Ich lehnte mich wieder gegen seine Brust und noch immer hielt er meine Handgelenke fest. Vorsichtig versuchte ich diese zu befreien, was mir nur mehr Druck einbrachte. Somit ließ ich es bleiben und Haldir lockerte seinen Griff.
Während er die letzten Trauben vertilgte, stupste sein Kiefer bei den Kaubewegungen immer wieder gegen meinen Scheitel.
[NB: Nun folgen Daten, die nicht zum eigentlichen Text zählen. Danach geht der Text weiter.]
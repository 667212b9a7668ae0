// ==========================================
// 饼干库存管理系统 - 命令行入口
// ==========================================
// 用法: biscuit-stock <库存文件> <目标量文件> [输出.csv]
// 给定输出路径时写结果表 + 汇总表，否则打印 JSON 报告
// ==========================================

use anyhow::{bail, Context, Result};
use biscuit_stock::{CsvExporter, StockAnalysisApi, DEFAULT_TOP_N, VERSION};
use std::path::Path;

fn main() -> Result<()> {
    biscuit_stock::logging::init();

    tracing::info!("==================================================");
    tracing::info!("饼干库存管理系统 - 库存差异决策支持");
    tracing::info!("系统版本: {}", VERSION);
    tracing::info!("==================================================");

    let args: Vec<String> = std::env::args().collect();
    if args.len() < 3 {
        eprintln!(
            "用法: {} <库存文件.csv|.xlsx> <目标量文件.csv|.xlsx> [输出.csv]",
            args.first().map(String::as_str).unwrap_or("biscuit-stock")
        );
        bail!("参数不足");
    }

    let inventory_path = Path::new(&args[1]);
    let targets_path = Path::new(&args[2]);

    let api = StockAnalysisApi::new();

    let import = api
        .load_inventory(inventory_path)
        .with_context(|| format!("库存文件导入失败: {}", inventory_path.display()))?;
    tracing::info!(
        batch = %import.batch_id,
        records = import.clean.records.len(),
        warnings = import.report.warnings.len(),
        elapsed = ?import.elapsed_time,
        "导入批次就绪"
    );

    if import.clean.records.is_empty() {
        tracing::warn!("清洗后无可分析记录，流程结束");
        return Ok(());
    }

    let targets = api
        .load_targets(targets_path)
        .with_context(|| format!("目标量文件读取失败: {}", targets_path.display()))?;

    let report = api.analyze(&import.clean.records, &targets, DEFAULT_TOP_N)?;

    match args.get(3) {
        Some(output) => {
            let output_path = Path::new(output);
            let summary_path = output_path.with_extension("summary.csv");
            CsvExporter.export_results(&report, output_path)?;
            CsvExporter.export_summary(&report.summary, &summary_path)?;
            tracing::info!(
                results = %output_path.display(),
                summary = %summary_path.display(),
                "导出完成"
            );
        }
        None => {
            println!("{}", serde_json::to_string_pretty(&report)?);
        }
    }

    Ok(())
}
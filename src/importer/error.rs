// ==========================================
// 饼干库存管理系统 - 导入模块错误类型
// ==========================================
// 工具: thiserror 派生宏
// 粒度: 结构/域错误为表级阻断；行级缺陷走告警通道
// ==========================================

use thiserror::Error;

/// 导入模块错误类型
#[derive(Error, Debug)]
pub enum ImportError {
    // ===== 文件相关错误 =====
    #[error("文件不存在: {0}")]
    FileNotFound(String),

    #[error("文件格式不支持: {0}（仅支持 .xlsx/.xls/.csv）")]
    UnsupportedFormat(String),

    #[error("文件读取失败: {0}")]
    FileReadError(String),

    #[error("Excel 解析失败: {0}")]
    ExcelParseError(String),

    #[error("CSV 解析失败: {0}")]
    CsvParseError(String),

    // ===== 结构错误（SchemaError）=====
    #[error("缺少必需列: {}", .missing_columns.join(", "))]
    SchemaError { missing_columns: Vec<String> },

    // ===== 域错误（DomainError，列粒度）=====
    #[error("列 {column} 含非数值内容")]
    NonNumericValue { column: String },

    #[error("列 {column} 含负数值")]
    NegativeValue { column: String },

    #[error("列 {column} 含为 0 的装箱系数，单位换算无定义")]
    ZeroConversionFactor { column: String },

    // ===== 通用错误 =====
    #[error("内部错误: {0}")]
    InternalError(String),

    #[error(transparent)]
    Other(#[from] anyhow::Error),
}

// 实现 From<std::io::Error>
impl From<std::io::Error> for ImportError {
    fn from(err: std::io::Error) -> Self {
        ImportError::FileReadError(err.to_string())
    }
}

// 实现 From<csv::Error>
impl From<csv::Error> for ImportError {
    fn from(err: csv::Error) -> Self {
        ImportError::CsvParseError(err.to_string())
    }
}

/// 导入模块结果类型别名
pub type ImportResult<T> = Result<T, ImportError>;
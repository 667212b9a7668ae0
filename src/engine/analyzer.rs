// ==========================================
// 饼干库存管理系统 - 差异分析引擎
// ==========================================
// 职责: 规范记录 + 目标量 → 差异分析结果
// 输入: InventoryRecord + TargetSpec 映射
// 输出: AnalysisResult（保持输入顺序）
// ==========================================
// 红线: 无状态引擎，所有方法都是纯函数
// 符号约定: 差值 = 目标 - 现有；正 = 缺货，负 = 超储
// ==========================================

use crate::domain::analysis::{AnalysisResult, StockStatus};
use crate::domain::stock::{InventoryRecord, TargetSpec};
use std::collections::HashMap;
use thiserror::Error;

/// 分析引擎错误类型
#[derive(Error, Debug, Clone, PartialEq, Eq)]
pub enum AnalysisError {
    // 每条规范记录必须有目标量条目（前置条件，由调用方保证）
    #[error("缺少目标量: item_id={0}")]
    MissingTarget(String),

    // 目标量与现有库存列执行同等强度校验
    #[error("目标量为负: item_id={item_id}, 字段 {field}")]
    NegativeTarget { item_id: String, field: String },
}

// ==========================================
// StockAnalyzer - 差异分析引擎
// ==========================================
pub struct StockAnalyzer;

impl StockAnalyzer {
    /// 创建新的差异分析引擎
    pub fn new() -> Self {
        Self
    }

    /// 批量分析
    ///
    /// # 参数
    /// - `records`: 规范库存记录（清洗产物）
    /// - `targets`: 物料号 → 目标量 映射
    ///
    /// # 返回
    /// 按输入顺序的分析结果；任一记录缺少目标量或目标量为负时整体失败
    pub fn analyze(
        &self,
        records: &[InventoryRecord],
        targets: &HashMap<String, TargetSpec>,
    ) -> Result<Vec<AnalysisResult>, AnalysisError> {
        let mut results = Vec::with_capacity(records.len());
        for record in records {
            let target = targets
                .get(&record.item_id)
                .copied()
                .ok_or_else(|| AnalysisError::MissingTarget(record.item_id.clone()))?;
            results.push(self.analyze_record(record, target)?);
        }
        Ok(results)
    }

    /// 单条分析
    pub fn analyze_record(
        &self,
        record: &InventoryRecord,
        target: TargetSpec,
    ) -> Result<AnalysisResult, AnalysisError> {
        if target.target_boxes < 0 {
            return Err(AnalysisError::NegativeTarget {
                item_id: record.item_id.clone(),
                field: "target_boxes".to_string(),
            });
        }
        if target.target_pieces < 0 {
            return Err(AnalysisError::NegativeTarget {
                item_id: record.item_id.clone(),
                field: "target_pieces".to_string(),
            });
        }

        let total_current_pieces = record.total_current_pieces();
        let total_target_pieces = target.total_pieces(record.pieces_per_box);
        let difference_pieces = total_target_pieces - total_current_pieces;

        // 地板除/地板模分解：余数恒在 [0, pieces_per_box) 区间
        // （负差值的箱分量比截断除更负，余数为补数）
        let difference_boxes = difference_pieces.div_euclid(record.pieces_per_box);
        let difference_remaining_pieces = difference_pieces.rem_euclid(record.pieces_per_box);

        Ok(AnalysisResult {
            item_id: record.item_id.clone(),
            description: record.description.clone(),
            stock_boxes: record.stock_boxes,
            stock_pieces: record.stock_pieces,
            target_boxes: target.target_boxes,
            target_pieces: target.target_pieces,
            pieces_per_box: record.pieces_per_box,
            total_current_pieces,
            total_target_pieces,
            difference_pieces,
            difference_boxes,
            difference_remaining_pieces,
            status: Self::determine_status(difference_pieces),
            percentage_difference: Self::percentage_difference(
                difference_pieces,
                total_target_pieces,
            ),
        })
    }

    /// 状态判定：差值符号的纯函数
    fn determine_status(difference_pieces: i64) -> StockStatus {
        if difference_pieces > 0 {
            StockStatus::Shortage
        } else if difference_pieces < 0 {
            StockStatus::Excess
        } else {
            StockStatus::Balanced
        }
    }

    /// 百分比差异（两位小数）
    ///
    /// 目标总量为 0 时除法无定义，返回 None
    fn percentage_difference(difference_pieces: i64, total_target_pieces: i64) -> Option<f64> {
        if total_target_pieces == 0 {
            return None;
        }
        let raw = difference_pieces as f64 / total_target_pieces as f64 * 100.0;
        Some((raw * 100.0).round() / 100.0)
    }
}

impl Default for StockAnalyzer {
    fn default() -> Self {
        Self::new()
    }
}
Als er fertig mit essen war, zog er mich wieder enger zu sich und fuhr mit seiner freien Hand durch meine offenen Haare.
Und immer wieder berührten seine blonden Haare meine Wange. Ein wohliges Gefühl breitete sich in mir aus und ich genoss diesen Augenblick. Ich genoss diesen Moment. Ich genoss dieses Gefühl was eine einzelne Berührung des Hauptmannes in mir auslöste.
Wann war ich das letzte mal so entspannt? Wann hatte ich mich das letzte mal so wohl gefühlt?
Ich wusste es nicht.
Die Sonne versetzte die Lichtung in ein goldenes Licht und ich kuschelte mich noch enger an Haldir.
Dieser drehte mich langsam um und sah in meine Augen. Ich versank regelrecht in seinem Blick und lächelnd schaute ich zu ihm auf.
Der Lorienelb kam mir nun immer näher und keine Hand hätte mehr zwischen unsere Gesichter gepasst.
„Darf ich?“
„Ja“, hauchte ich ihm entgegen und keine Sekunde später spürte ich seine Lippen auf meinen. Nun ließ er auch meine Handgelenke los und ich schlang meine Arme um seinen Oberkörper. Das gleiche tat er bei mir.
Zuerst vorsichtig doch dann entschlossener küssten wir uns.
Nach diesem fantastischen Kuss vergrub ich mein Gesicht an seiner Brust und drückte mich gegen ihn.
Noch bis kurz vor Sonnenuntergang saßen wir still und eng umschlungen auf der versteckten Waldlichtung.
Dann verband mir Haldir wieder die Augen und trug mich durch die vielen Bäume, bis er mich wieder auf den Rücken des Pferdes hob und wir zurück ritten.